Something to be wary of if you implement IntoSchema on Schema is that all checks of either Schema or IntoSchema check for Schema first or you'll do double work, no?

ikitommi · 2021-08-23T11:58:48Z

It would foremost still be a Schema, as it is checked first on m/schema. It could be used with m/into-schema, which currently doesn't allow Schema instances. Not 100% sure would there be an issue, please tell if you know one!

But, only use case for this would be to reuse some heavy calculation like parsing. But, already implemented the child equality check, so this is not needed in the the case "nothing changed":

(def schema
  (m/schema
    [:map
     [:x boolean?]
     [:y {:optional true} int?]
     [:z [:map
          [:x boolean?]
          [:y {:optional true} int?]]]]))

;; 26µs => 1.3µs
(m/walk schema (m/schema-walker identity))

... for the case "something changed", this would make sense, the copy-constructor could pass in partial parse results. Not sure if that's worth all the extra code. It could be generic code, but still.

new flamegraph of the identity walker:

bsless · 2021-08-23T12:03:45Z

I meant specifically fns like:

(defn- -schema [?schema options]
  (or (and (or (schema? ?schema) (into-schema? ?schema)) ?schema)
      (-lookup ?schema options)
      (-fail! ::invalid-schema {:schema ?schema})))

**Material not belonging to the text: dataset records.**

//! Gemini adapter
//!
//! `generateContent` with a single user turn; the first part of the first
//! candidate is the completion.

use super::traits::*;
use async_trait::async_trait;
use reqwest::{Client, RequestBuilder};
use serde::{Deserialize, Serialize};
use tracing::{debug, info, warn};

const PROVIDER: &str = "gemini";
const GEMINI_API_URL: &str = "https://generativelanguage.googleapis.com/v1beta/models";
const API_KEY_HEADER: &str = "x-goog-api-key";

#[derive(Debug, Serialize)]
struct GenerateRequest<'a> {
    contents: Vec<ContentRequest<'a>>,
}

#[derive(Debug, Serialize)]
struct ContentRequest<'a> {
    parts: Vec<PartRequest<'a>>,
}

#[derive(Debug, Serialize)]
struct PartRequest<'a> {
    text: &'a str,
}

#[derive(Debug, Deserialize)]
struct GenerateResponse {
    #[serde(default)]
    candidates: Vec<Candidate>,
}

#[derive(Debug, Deserialize)]
struct Candidate {
    content: Option<CandidateContent>,
}

#[derive(Debug, Deserialize)]
struct CandidateContent {
    #[serde(default)]
    parts: Vec<Part>,
}

#[derive(Debug, Deserialize)]
struct Part {
    text: Option<String>,
}

impl GenerateResponse {
    fn into_text(self) -> Option<String> {
        self.candidates
            .into_iter()
            .next()?
            .content?
            .parts
            .into_iter()
            .next()?
            .text
    }
}

/// Gemini client
#[derive(Clone)]
pub struct GeminiClient {
    client: Client,
    api_key: String,
    model: String,
}

impl GeminiClient {
    pub fn new(client: Client, api_key: &str, model: &str) -> Self {
        Self {
            client,
            api_key: api_key.to_string(),
            model: model.to_string(),
        }
    }

    /// The key travels in a header so it never appears in a URL
    fn generate_request(&self, request: &GenerateRequest<'_>) -> RequestBuilder {
        self.client
            .post(format!("{}/{}:generateContent", GEMINI_API_URL, self.model))
            .header(API_KEY_HEADER, &self.api_key)
            .json(request)
    }
}

#[async_trait]
impl LanguageModelCapability for GeminiClient {
    fn name(&self) -> &'static str {
        PROVIDER
    }

    async fn complete(&self, prompt: &str) -> Result<String, UpstreamError> {
        let request = GenerateRequest {
            contents: vec![ContentRequest {
                parts: vec![PartRequest { text: prompt }],
            }],
        };

        debug!("Calling Gemini: model={}, prompt_len={}", self.model, prompt.len());

        let response = self
            .generate_request(&request)
            .send()
            .await
            .map_err(|e| UpstreamError::request(PROVIDER, e))?;

        if !response.status().is_success() {
            let err = UpstreamError::from_response(PROVIDER, response).await;
            warn!("Gemini call failed: {}", err);
            return Err(err);
        }

        let result: GenerateResponse = response
            .json()
            .await
            .map_err(|e| UpstreamError::body(PROVIDER, e))?;

        let text = result
            .into_text()
            .ok_or(UpstreamError::Empty { provider: PROVIDER })?;

        info!("Gemini response: model={}, len={}", self.model, text.len());
        Ok(text)
    }
}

It should be okay, though.

But, already implemented the child equality check, so this is not needed in the the case "nothing changed":

Someone will invent something that will surprise us.

ikitommi · 2021-08-23T12:04:44Z

Here's a btw a comparison of a clojure.core identity walker:

;; 10µs
(clojure.walk/postwalk
  identity
  [:map
   [:x boolean?]
   [:y {:optional true} int?]
   [:z [:map
        [:x boolean?]
        [:y {:optional true} int?]]]])

ikitommi · 2021-08-23T12:08:49Z

urgh, the m/-schema is broken - it's used to look both Schema instances and IntoSchema instances. Depending on where it's called it either works or not. Here it fails:

(m/into-schema (m/schema :tuple) {} [:int])
; =throws=> No implementation of method: :-into-schema of protocol: #'malli.core/IntoSchema found for class: malli.core$_tuple_schema$reify$reify__24082

bsless · 2021-08-23T12:27:39Z

more complete perf suite would be great++

Here you go #525 :)

ikitommi · 2021-08-24T13:38:00Z

The current improvements from master in numbers:

(def ?schema
  [:map
   [:x boolean?]
   [:y {:optional true} int?]
   [:z [:map
        [:x boolean?]
        [:y {:optional true} int?]]]])
        
;; 44µs => 9.4µs (4x)
(def schema (m/schema ?schema))

;; 26µs => 1.3µs (20x)
(m/walk schema (m/schema-walker identity))

;; 51µs => 7.2µs (7x)
(mu/closed-schema schema)

Creation

Closed Map

ikitommi · 2021-08-24T13:42:29Z

TODO, maybe:

I have a spike on the instance caching, the perf gains were not good enough with old/slow parsing, now it could show up
the copy-constructor, for entry-schemas, might be good, or not
delayed forms / entries / heavy computations
check that children are not moved over a slow abstraction, e.g. first on vector, turning sequences to vectors (without a good reason) etc.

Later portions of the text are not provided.